#############################################################################
# ACKNOWLEDGEMENTS
# this example is partially based on the Chapter 10 of the R and Data Mining
# http://www.rdatamining.com/books/rdm 
#############################################################################

####################
## GET THE TWEETS ##
####################

# load the tweets data
tweets.data <- read.csv(file = "data/tweets_sentiment_labelled.csv", 
                        colClasses = c("character", "factor"))
str(tweets.data)

# examine a few positive and a few negative tweets
tweets.data$Tweet[tweets.data$Lbl=="POS"][1:10]
tweets.data$Tweet[tweets.data$Lbl=="NEG"][1:10]

# examine the distribution of class labels
table(tweets.data$Lbl)

###################################
## PREPROCESSING OF TWEETS' TEXT ##
###################################

# the tm package is required for text processing
# install.packages("tm")
library(tm)

# load the R script with auxiliary functions
source("text_mining_utils.R")

# build a corpus
tw.corpus <- Corpus(VectorSource(tweets.data$Tweet))
# examine what a corpus item looks like
str(tw.corpus[[1]])

# tm_map() f. (from the tm package) allows for performing different transformations on the corpus;
# list of frequently used transformations can be obtained with getTransformations() f.
getTransformations()
# the purpose of all the transformations is to reduce the diversity among the words 
# and remove words that are of low importance

# the first transformation will be to convert text to lower case
tw.corpus <- tm_map(tw.corpus, tolower)
print.tweets(tw.corpus, 1, 20)

# when processing tweets, we often remove user references completely;
# however, this corpus is specific - it has many (meaningful) user references;
# those are mostly references to Twitter accounts of various tech companies;
# so, we will remove only '@' sign that marks usernames (@username); 
# this will be done using regular expressions;
# an excellent introduction to regular expression is available at: 
# http://regex.bastardsbook.com/
replaceUserRefs <- function(x) gsub("@(\\w+)", "\\1", x)
tw.corpus <- tm_map(tw.corpus, replaceUserRefs)
print.tweets( tw.corpus, from = 20, to = 60 )

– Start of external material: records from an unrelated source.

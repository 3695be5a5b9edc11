//! Core conversion modules
//!
//! This module contains the conversion engine:
//! - `md2latex`: Markdown to LaTeX converter (line-oriented state machine)

pub mod md2latex;

// Re-export main types and functions from md2latex
pub use md2latex::{
    convert_lines, convert_lines_with_diagnostics, markdown_document_to_latex, markdown_to_latex,
    markdown_to_latex_with_diagnostics, markdown_to_latex_with_options, BlockConverter,
    ConversionReport, ConversionWarning, M2LOptions, WarningKind,
};
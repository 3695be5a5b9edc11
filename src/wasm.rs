//! WASM bindings for mdlatex
//!
//! This module provides JavaScript-accessible functions for Markdown → LaTeX
//! conversion.

#[cfg(feature = "wasm")]
use wasm_bindgen::prelude::*;

#[cfg(feature = "wasm")]
use serde::{Deserialize, Serialize};

#[cfg(feature = "wasm")]
use crate::core::md2latex::{markdown_to_latex_with_diagnostics, M2LOptions};

/// Conversion result with additional metadata
#[cfg(feature = "wasm")]
#[derive(Serialize, Deserialize)]
pub struct ConvertResult {
    /// The converted output
    pub output: String,
    /// Whether the conversion was successful
    pub success: bool,
    /// Error message if conversion failed
    pub error: Option<String>,
    /// Warnings during conversion
    pub warnings: Vec<String>,
}

#[cfg(feature = "wasm")]
impl ConvertResult {
    fn failed(error: String) -> Self {
        Self {
            output: String::new(),
            success: false,
            error: Some(error),
            warnings: vec![],
        }
    }
}

/// Initialize panic hook for better error messages in browser console
#[cfg(feature = "wasm")]
#[wasm_bindgen(start)]
pub fn init() {
    console_error_panic_hook::set_once();
}

/// Convert Markdown to a LaTeX fragment with default options
#[cfg(feature = "wasm")]
#[wasm_bindgen(js_name = "markdownToLatex")]
pub fn markdown_to_latex_wasm(input: &str) -> String {
    crate::markdown_to_latex(input)
}

/// Convert a Markdown chapter to a complete LaTeX document
#[cfg(feature = "wasm")]
#[wasm_bindgen(js_name = "markdownDocumentToLatex")]
pub fn markdown_document_to_latex_wasm(input: &str) -> String {
    crate::markdown_document_to_latex(input)
}

/// Convert Markdown to LaTeX with options.
///
/// `options` is a plain object with the fields of `M2LOptions` (snake_case,
/// all optional). Returns a `ConvertResult` object.
#[cfg(feature = "wasm")]
#[wasm_bindgen(js_name = "markdownToLatexWithOptions")]
pub fn markdown_to_latex_with_options_wasm(input: &str, options: JsValue) -> JsValue {
    let opts: M2LOptions = if options.is_undefined() || options.is_null() {
        M2LOptions::default()
    } else {
        match serde_wasm_bindgen::from_value(options) {
            Ok(opts) => opts,
            Err(e) => {
                let result = ConvertResult::failed(format!("Invalid options: {}", e));
                return serde_wasm_bindgen::to_value(&result).unwrap_or(JsValue::NULL);
            }
        }
    };

    let result = match std::panic::catch_unwind(std::panic::AssertUnwindSafe(|| {
        markdown_to_latex_with_diagnostics(input, &opts)
    })) {
        Ok(report) => ConvertResult {
            warnings: report.format_warnings(),
            output: report.output,
            success: true,
            error: None,
        },
        Err(e) => {
            // Try to extract panic message for better error reporting
            let error_msg = if let Some(s) = e.downcast_ref::<&str>() {
                format!("Conversion failed: {}", s)
            } else if let Some(s) = e.downcast_ref::<String>() {
                format!("Conversion failed: {}", s)
            } else {
                "Conversion failed: unknown error (check browser console for details)".to_string()
            };
            ConvertResult::failed(error_msg)
        }
    };

    serde_wasm_bindgen::to_value(&result).unwrap_or(JsValue::NULL)
}

/// Format one line of inline Markdown (code, bold, italic) as LaTeX
#[cfg(feature = "wasm")]
#[wasm_bindgen(js_name = "formatInline")]
pub fn format_inline_wasm(input: &str) -> String {
    crate::format_inline(input)
}

/// Get version information
#[cfg(feature = "wasm")]
#[wasm_bindgen(js_name = "getVersion")]
pub fn get_version() -> String {
    env!("CARGO_PKG_VERSION").to_string()
}

/// Check LaTeX for potential issues
#[cfg(feature = "wasm")]
#[wasm_bindgen(js_name = "checkLatex")]
pub fn check_latex_wasm(input: &str) -> JsValue {
    use crate::diagnostics::DiagnosticLevel;

    let result = crate::diagnostics::check_latex(input);

    // Group diagnostics by level
    let mut errors = Vec::new();
    let mut warnings = Vec::new();
    let mut infos = Vec::new();

    for d in &result.diagnostics {
        match d.level {
            DiagnosticLevel::Error => errors.push(d.message.clone()),
            DiagnosticLevel::Warning => warnings.push(d.message.clone()),
            DiagnosticLevel::Info => infos.push(d.message.clone()),
        }
    }

    let summary = CheckSummary {
        errors,
        warnings,
        infos,
        has_errors: result.has_errors(),
    };
    serde_wasm_bindgen::to_value(&summary).unwrap_or(JsValue::NULL)
}

/// Summary of LaTeX check results
#[cfg(feature = "wasm")]
#[derive(Serialize, Deserialize)]
pub struct CheckSummary {
    pub errors: Vec<String>,
    pub warnings: Vec<String>,
    pub infos: Vec<String>,
    pub has_errors: bool,
}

# remove hash (#) sign from hastags
removeHash <- function(x) gsub("#([[:alnum:]]+)", "\\1", x)  
tw.corpus <- tm_map(tw.corpus, removeHash)
print.tweets( tw.corpus, from = 20, to = 60 )

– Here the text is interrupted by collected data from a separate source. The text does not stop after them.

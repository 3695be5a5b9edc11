//! Python bindings for mdlatex

use pyo3::prelude::*;

/// Convert Markdown to a LaTeX fragment.
#[pyfunction]
#[pyo3(signature = (input, full_document = false, article = false))]
fn markdown_to_latex(input: &str, full_document: bool, article: bool) -> String {
    let mut options = if article {
        mdlatex::M2LOptions::article()
    } else {
        mdlatex::M2LOptions::default()
    };
    options.full_document = full_document;
    mdlatex::markdown_to_latex_with_options(input, &options)
}

/// Convert Markdown to LaTeX, returning `(output, warnings)`.
#[pyfunction]
fn markdown_to_latex_with_warnings(input: &str) -> (String, Vec<String>) {
    let report =
        mdlatex::markdown_to_latex_with_diagnostics(input, &mdlatex::M2LOptions::default());
    let warnings = report.format_warnings();
    (report.output, warnings)
}

/// Format one line of inline Markdown as LaTeX.
#[pyfunction]
fn format_inline(input: &str) -> String {
    mdlatex::format_inline(input)
}

#[pymodule]
fn _native(m: &Bound<'_, PyModule>) -> PyResult<()> {
    m.add_function(wrap_pyfunction!(markdown_to_latex, m)?)?;
    m.add_function(wrap_pyfunction!(markdown_to_latex_with_warnings, m)?)?;
    m.add_function(wrap_pyfunction!(format_inline, m)?)?;
    m.add("__version__", env!("CARGO_PKG_VERSION"))?;
    Ok(())
}
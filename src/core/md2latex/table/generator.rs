//! LaTeX table float generation

use super::layout::TableLayout;
use super::parser::MarkdownTable;
use crate::core::md2latex::context::M2LOptions;
use crate::core::md2latex::inline::InlineFormatter;

/// Caption attached to a generated table or figure float
#[derive(Debug, Clone, PartialEq, Eq)]
pub struct FloatCaption {
    /// Raw caption text
    pub text: String,
    /// Label, emitted only when present
    pub label: Option<String>,
}

impl FloatCaption {
    pub fn new(text: impl Into<String>, label: Option<String>) -> Self {
        FloatCaption {
            text: text.into(),
            label,
        }
    }

    /// `\caption` line, followed by `\label` when a label is set
    pub fn render(&self, formatter: &InlineFormatter) -> Vec<String> {
        let mut lines = vec![format!("\\caption{{{}}}", formatter.escape(&self.text))];
        if let Some(ref label) = self.label {
            lines.push(format!("\\label{{{}}}", label));
        }
        lines
    }
}

/// Render a table float, one output line per vector entry.
///
/// Every row, header included, ends with `\\` followed by an `\hline` line.
pub fn render_table(
    table: &MarkdownTable,
    layout: &TableLayout,
    caption: Option<&FloatCaption>,
    formatter: &InlineFormatter,
    options: &M2LOptions,
) -> Vec<String> {
    let mut lines = Vec::with_capacity(table.rows.len() * 2 + 10);

    lines.push(format!("\\begin{{table}}{}", options.placement_suffix()));
    lines.push("\\centering".to_string());
    lines.push(layout.begin());
    lines.push("\\hline".to_string());

    let header: Vec<String> = table
        .header
        .iter()
        .map(|cell| {
            let text = formatter.format(cell);
            if options.bold_table_header {
                format!("\\textbf{{{}}}", text)
            } else {
                text
            }
        })
        .collect();
    lines.push(format!("{} \\\\", header.join(" & ")));
    lines.push("\\hline".to_string());

    for row in &table.rows {
        let cells: Vec<String> = row.iter().map(|cell| formatter.format(cell)).collect();
        lines.push(format!("{} \\\\", cells.join(" & ")));
        lines.push("\\hline".to_string());
    }

    lines.push(layout.end());

    if let Some(caption) = caption {
        lines.extend(caption.render(formatter));
    }

    lines.push("\\end{table}".to_string());
    lines
}
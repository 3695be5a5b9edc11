//! Error handling for mdlatex
//!
//! Conversion itself never fails; these errors come from the surfaces around
//! it: reading files, loading configuration and validating arguments.

use std::fmt;

/// Conversion error type
#[derive(Debug, Clone)]
pub enum ConversionError {
    /// Invalid input
    InvalidInput { message: String },
    /// IO error (for file operations)
    IoError { message: String },
    /// Configuration file could not be read or deserialized
    ConfigError { message: String },
}

impl fmt::Display for ConversionError {
    fn fmt(&self, f: &mut fmt::Formatter<'_>) -> fmt::Result {
        match self {
            ConversionError::InvalidInput { message } => {
                write!(f, "Invalid input: {}", message)
            }
            ConversionError::IoError { message } => {
                write!(f, "IO error: {}", message)
            }
            ConversionError::ConfigError { message } => {
                write!(f, "Configuration error: {}", message)
            }
        }
    }
}

impl std::error::Error for ConversionError {}

impl From<std::io::Error> for ConversionError {
    fn from(err: std::io::Error) -> Self {
        ConversionError::IoError {
            message: err.to_string(),
        }
    }
}

/// Result type for fallible operations
pub type ConversionResult<T> = Result<T, ConversionError>;

// Convenience constructors for errors
impl ConversionError {
    pub fn invalid(message: impl Into<String>) -> Self {
        ConversionError::InvalidInput {
            message: message.into(),
        }
    }

    pub fn config(message: impl Into<String>) -> Self {
        ConversionError::ConfigError {
            message: message.into(),
        }
    }
}

// =============================================================================
// CLI diagnostics
// =============================================================================

/// Severity used when printing conversion warnings on a terminal
#[derive(Debug, Clone, Copy, PartialEq, Eq, PartialOrd, Ord)]
pub enum DiagnosticSeverity {
    Info,
    Warning,
    Error,
}

impl fmt::Display for DiagnosticSeverity {
    fn fmt(&self, f: &mut fmt::Formatter<'_>) -> fmt::Result {
        match self {
            DiagnosticSeverity::Info => write!(f, "info"),
            DiagnosticSeverity::Warning => write!(f, "warning"),
            DiagnosticSeverity::Error => write!(f, "error"),
        }
    }
}

/// A conversion warning flattened for terminal output
#[derive(Debug, Clone, PartialEq, Eq)]
pub struct CliDiagnostic {
    pub severity: DiagnosticSeverity,
    /// Short kind name, e.g. `orphaned caption`
    pub kind: String,
    pub message: String,
    /// Human-readable location, e.g. `line 12`
    pub location: Option<String>,
}

impl CliDiagnostic {
    pub fn new(
        severity: DiagnosticSeverity,
        kind: impl Into<String>,
        message: impl Into<String>,
    ) -> Self {
        Self {
            severity,
            kind: kind.into(),
            message: message.into(),
            location: None,
        }
    }

    pub fn with_location(mut self, location: impl Into<String>) -> Self {
        self.location = Some(location.into());
        self
    }

    /// ANSI color escape for the severity
    pub fn color_code(&self) -> &'static str {
        match self.severity {
            DiagnosticSeverity::Error => "\x1b[31m",
            DiagnosticSeverity::Warning => "\x1b[33m",
            DiagnosticSeverity::Info => "\x1b[36m",
        }
    }
}

impl fmt::Display for CliDiagnostic {
    fn fmt(&self, f: &mut fmt::Formatter<'_>) -> fmt::Result {
        match self.location {
            Some(ref loc) => write!(f, "[{}] {}: {}", self.kind, loc, self.message),
            None => write!(f, "[{}] {}", self.kind, self.message),
        }
    }
}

# replace URLs with the "URL" term
replaceURL <- function(x) gsub("(f|ht)(tp)(s?)(://)(.*)[.|/](.*)", "URL", x) 
tw.corpus <- tm_map(tw.corpus, replaceURL)
print.tweets( tw.corpus, from = 20, to = 60 )

# replace links to pictures (e.g. pic.twitter.com/lbu9diufrf) with TW_PIC
replaceTWPic <- function(x) gsub("pic\\.twitter\\.com/[[:alnum:]]+", 
                                 "TW_PIC", x) 
tw.corpus <- tm_map(tw.corpus, replaceTWPic)
print.tweets( tw.corpus, from = 20, to = 60 )

# replace :-), :), ;-), :D, :o with the "POS_SMILEY" term
replaceHappySmiley <- function(x) gsub("[:|;](-?)[\\)|o|O|D]", 
                                       "POS_SMILEY", x)
tw.corpus <- tm_map(tw.corpus, replaceHappySmiley)
print.tweets( tw.corpus, from = 20, to = 60 )

# replace :(, :-(, :/, >:(, >:O with the "NEG_SMILEY" term
replaceSadSmiley <- function(x) gsub("((>?):(-?)[\\(|/|O|o])", 
                                     "NEG_SMILEY", x)
tw.corpus <- tm_map(tw.corpus, replaceSadSmiley)

# remove stopwords from corpus;
# first examine the tm's set of stopwords
stopwords('english')[100:120]
# add a few extra ('corpus-specific') stop words (e.g. "apple", "rt") 
# to the 'general' stopwords for the English language
tw.stopwords <- c(stopwords('english'), "apple", "rt")
tw.corpus <- tm_map(tw.corpus, removeWords, tw.stopwords)
print.tweets( tw.corpus, from = 30, to = 70 )

# remove punctuation 
tw.corpus <- tm_map(tw.corpus, removePunctuation, 
                    preserve_intra_word_contractions = TRUE,
                    preserve_intra_word_dashes = TRUE)
print.tweets( tw.corpus, from = 30, to = 70 )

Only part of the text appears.